The objective of this lab is to apply data analysis techniques using pandas and train a linear regression model to predict the calorie burnage of players in a training dataset.
Python 3.x
pandas
numpy
matplotlib
seaborn
scikit-learn
statsmodels
The dataset, data.csv, contains health records of players in training. It has the following columns:
Player_ID: Unique identifier for each player.
Duration: Training session duration in minutes.
Average_Pulse: Average heart rate during training.
Max_Pulse: Maximum heart rate during training.
Calorie_Burnage: Calories burned during training.
The first row contains headers, and values are separated by commas.
import pandas as pd
df = pd.read_csv("data.csv")
print(df.head())
Invalid entries should be removed to maintain data integrity.
# Drop rows with missing values
df_cleaned = df.dropna()
# Drop rows where 'Calorie_Burnage' or 'Average_Pulse' are non-numeric
df_cleaned = df_cleaned[pd.to_numeric(df_cleaned['Average_Pulse'], errors='coerce').notna()]
df_cleaned = df_cleaned[pd.to_numeric(df_cleaned['Calorie_Burnage'], errors='coerce').notna()]
print(df_cleaned.info())
df_cleaned['Average_Pulse'] = df_cleaned['Average_Pulse'].astype('float64')
print(df_cleaned.dtypes)
We train a linear regression model to predict Calorie_Burnage from Average_Pulse.
from sklearn.model_selection import train_test_split
from sklearn.linear_model import LinearRegression
X = df_cleaned[['Average_Pulse']]
y = df_cleaned['Calorie_Burnage']
X_train, X_test, y_train, y_test = train_test_split(X, y, test_size=0.2, random_state=42)

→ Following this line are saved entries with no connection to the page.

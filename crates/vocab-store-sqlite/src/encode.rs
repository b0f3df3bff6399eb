//! Encoding and decoding helpers between domain types and the plain-text
//! representations stored in SQLite columns.
//!
//! Timestamps are RFC 3339 strings, UUIDs hyphenated lowercase strings,
//! booleans and indices plain integers.

use chrono::{DateTime, Utc};
use uuid::Uuid;
use vocab_core::{
  author::Author,
  occurrence::WorkWord,
  word::Word,
  wordlist::WordInWork,
  work::Work,
};

use crate::{Error, Result};

// ─── Uuid ────────────────────────────────────────────────────────────────────

pub fn encode_uuid(id: Uuid) -> String { id.hyphenated().to_string() }

pub fn decode_uuid(s: &str) -> Result<Uuid> { Ok(Uuid::parse_str(s)?) }

// ─── DateTime<Utc> ───────────────────────────────────────────────────────────

pub fn encode_dt(dt: DateTime<Utc>) -> String { dt.to_rfc3339() }

pub fn decode_dt(s: &str) -> Result<DateTime<Utc>> {
  DateTime::parse_from_rfc3339(s)
    .map(|dt| dt.with_timezone(&Utc))
    .map_err(|e| Error::DateParse(e.to_string()))
}

fn decode_opt_dt(s: Option<&str>) -> Result<Option<DateTime<Utc>>> {
  s.map(decode_dt).transpose()
}

// ─── Row types ───────────────────────────────────────────────────────────────

/// Raw strings read from an `author` row.
pub struct RawAuthor {
  pub author_id:   String,
  pub name:        String,
  pub created_at:  String,
  pub modified_at: String,
  pub deleted_at:  Option<String>,
}

impl RawAuthor {
  /// Column order: `author_id, name, created_at, modified_at, deleted_at`.
  pub fn from_row(row: &rusqlite::Row<'_>) -> rusqlite::Result<Self> {
    Ok(Self {
      author_id:   row.get(0)?,
      name:        row.get(1)?,
      created_at:  row.get(2)?,
      modified_at: row.get(3)?,
      deleted_at:  row.get(4)?,
    })
  }

  pub fn into_author(self) -> Result<Author> {
    Ok(Author {
      author_id:   decode_uuid(&self.author_id)?,
      name:        self.name,
      created_at:  decode_dt(&self.created_at)?,
      modified_at: decode_dt(&self.modified_at)?,
      deleted_at:  decode_opt_dt(self.deleted_at.as_deref())?,
    })
  }
}

/// Raw strings read from a `work` row joined with its author's name.
pub struct RawWork {
  pub work_id:     String,
  pub author_id:   String,
  pub author_name: String,
  pub title:       String,
  pub created_at:  String,
  pub modified_at: String,
  pub deleted_at:  Option<String>,
}

impl RawWork {
  /// Column order: `work_id, author_id, author name, title, created_at,
  /// modified_at, deleted_at`.
  pub fn from_row(row: &rusqlite::Row<'_>) -> rusqlite::Result<Self> {
    Ok(Self {
      work_id:     row.get(0)?,
      author_id:   row.get(1)?,
      author_name: row.get(2)?,
      title:       row.get(3)?,
      created_at:  row.get(4)?,
      modified_at: row.get(5)?,
      deleted_at:  row.get(6)?,
    })
  }

  pub fn into_work(self) -> Result<Work> {
    Ok(Work {
      work_id:     decode_uuid(&self.work_id)?,
      author_id:   decode_uuid(&self.author_id)?,
      author_name: self.author_name,
      title:       self.title,
      created_at:  decode_dt(&self.created_at)?,
      modified_at: decode_dt(&self.modified_at)?,
      deleted_at:  decode_opt_dt(self.deleted_at.as_deref())?,
    })
  }
}

/// Raw values read from a `word` row.
pub struct RawWord {
  pub word_id:         String,
  pub lemma_raw:       String,
  pub lemma_rich:      String,
  pub translation:     String,
  pub lasla_frequency: i64,
  pub known:           bool,
  pub created_at:      String,
  pub modified_at:     String,
  pub deleted_at:      Option<String>,
}

impl RawWord {
  /// Column order matches [`WORD_COLUMNS`].
  pub fn from_row(row: &rusqlite::Row<'_>) -> rusqlite::Result<Self> {
    Ok(Self {
      word_id:         row.get(0)?,
      lemma_raw:       row.get(1)?,
      lemma_rich:      row.get(2)?,
      translation:     row.get(3)?,
      lasla_frequency: row.get(4)?,
      known:           row.get(5)?,
      created_at:      row.get(6)?,
      modified_at:     row.get(7)?,
      deleted_at:      row.get(8)?,
    })
  }

  pub fn into_word(self) -> Result<Word> {
    Ok(Word {
      word_id:         decode_uuid(&self.word_id)?,
      lemma_raw:       self.lemma_raw,
      lemma_rich:      self.lemma_rich,
      translation:     self.translation,
      lasla_frequency: self.lasla_frequency,
      known:           self.known,
      created_at:      decode_dt(&self.created_at)?,
      modified_at:     decode_dt(&self.modified_at)?,
      deleted_at:      decode_opt_dt(self.deleted_at.as_deref())?,
    })
  }
}

pub const WORD_COLUMNS: &str = "word_id, lemma_raw, lemma_rich, translation, \
                                lasla_frequency, known, created_at, \
                                modified_at, deleted_at";

/// Raw values read from a `work_word` row.
pub struct RawWorkWord {
  pub work_word_id:   String,
  pub work_id:        String,
  pub word_id:        String,
  pub word_index:     u32,
  pub sentence_index: u32,
  pub original_form:  String,
  pub tag:            String,
  pub morph_analysis: String,
  pub created_at:     String,
  pub modified_at:    String,
  pub deleted_at:     Option<String>,
}

impl RawWorkWord {
  pub fn from_row(row: &rusqlite::Row<'_>) -> rusqlite::Result<Self> {
    Ok(Self {
      work_word_id:   row.get(0)?,
      work_id:        row.get(1)?,
      word_id:        row.get(2)?,
      word_index:     row.get(3)?,
      sentence_index: row.get(4)?,
      original_form:  row.get(5)?,
      tag:            row.get(6)?,
      morph_analysis: row.get(7)?,
      created_at:     row.get(8)?,
      modified_at:    row.get(9)?,
      deleted_at:     row.get(10)?,
    })
  }

  pub fn into_work_word(self) -> Result<WorkWord> {
    Ok(WorkWord {
      work_word_id:   decode_uuid(&self.work_word_id)?,
      work_id:        decode_uuid(&self.work_id)?,
      word_id:        decode_uuid(&self.word_id)?,
      word_index:     self.word_index,
      sentence_index: self.sentence_index,
      original_form:  self.original_form,
      tag:            self.tag,
      morph_analysis: self.morph_analysis,
      created_at:     decode_dt(&self.created_at)?,
      modified_at:    decode_dt(&self.modified_at)?,
      deleted_at:     decode_opt_dt(self.deleted_at.as_deref())?,
    })
  }
}

/// Raw values of one word-list row.
pub struct RawWordInWork {
  pub word_id:     String,
  pub lemma_rich:  String,
  pub translation: String,
  pub known:       bool,
  pub count:       u32,
}

impl RawWordInWork {
  /// Column order: `word_id, lemma_rich, translation, known, count`.
  pub fn from_row(row: &rusqlite::Row<'_>) -> rusqlite::Result<Self> {
    Ok(Self {
      word_id:     row.get(0)?,
      lemma_rich:  row.get(1)?,
      translation: row.get(2)?,
      known:       row.get(3)?,
      count:       row.get(4)?,
    })
  }

  pub fn into_word_in_work(self) -> Result<WordInWork> {
    Ok(WordInWork {
      word_id:     decode_uuid(&self.word_id)?,
      lemma_rich:  self.lemma_rich,
      translation: self.translation,
      known:       self.known,
      count:       self.count,
    })
  }
}
//! Normalisation of uploaded bytes into a single line of text.

/// Remove NUL characters, turn every carriage return and line feed into a
/// space, and trim the result.
///
/// Invalid UTF-8 sequences are replaced with U+FFFD rather than rejected.
pub fn sanitise(input: &[u8]) -> String {
  let text = String::from_utf8_lossy(input);
  let cleaned: String = text
    .chars()
    .filter(|&c| c != '\0')
    .map(|c| if c == '\r' || c == '\n' { ' ' } else { c })
    .collect();
  cleaned.trim().to_owned()
}
//! Occurrences ("work words"): one token at one position in one work.

use chrono::{DateTime, Utc};
use serde::{Deserialize, Serialize};
use uuid::Uuid;

/// A persisted occurrence.
#[derive(Debug, Clone, PartialEq, Eq, Serialize, Deserialize)]
pub struct WorkWord {
  /// Fresh on every insert; not content-derived.
  pub work_word_id:   Uuid,
  pub work_id:        Uuid,
  pub word_id:        Uuid,
  pub word_index:     u32,
  pub sentence_index: u32,
  pub original_form:  String,
  pub tag:            String,
  pub morph_analysis: String,
  pub created_at:     DateTime<Utc>,
  pub modified_at:    DateTime<Utc>,
  pub deleted_at:     Option<DateTime<Utc>>,
}

/// An occurrence as produced by the text pipeline.
///
/// `word_index` and `sentence_index` are assigned in source order by the
/// mapper and are never renumbered afterwards.
#[derive(Debug, Clone, Default, PartialEq, Eq)]
pub struct NewWorkWord {
  /// `None` when the analyser had no lexical entry for the token. Such
  /// occurrences are counted but never persisted.
  pub word_id:        Option<Uuid>,
  pub word_index:     u32,
  pub sentence_index: u32,
  pub original_form:  String,
  pub tag:            String,
  pub morph_analysis: String,
}

impl NewWorkWord {
  pub fn is_persistable(&self) -> bool {
    self.word_id.is_some_and(|id| !id.is_nil())
  }
}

model = LinearRegression()
model.fit(X_train, y_train)
print("Model Coefficients:", model.coef_)
print("Model Intercept:", model.intercept_)
import matplotlib.pyplot as plt
import seaborn as sns
sns.scatterplot(x=df_cleaned['Average_Pulse'], y=df_cleaned['Calorie_Burnage'])
plt.xlabel("Average Pulse")
plt.ylabel("Calorie Burnage")
plt.title("Scatter Plot of Calorie Burnage vs Average Pulse")
plt.show()
import statsmodels.api as sm
X_ols = df_cleaned[['Average_Pulse', 'Duration']]
X_ols = sm.add_constant(X_ols) # Adds intercept term
y_ols = df_cleaned['Calorie_Burnage']
ols_model = sm.OLS(y_ols, X_ols).fit()
print(ols_model.summary())
In this lab, we applied pandas to clean and preprocess data, trained a linear regression model to predict Calorie_Burnage using Average_Pulse, and visualized the relationship using a scatter plot. We also used an OLS model to evaluate the impact of both Average_Pulse and Duration on Calorie_Burnage.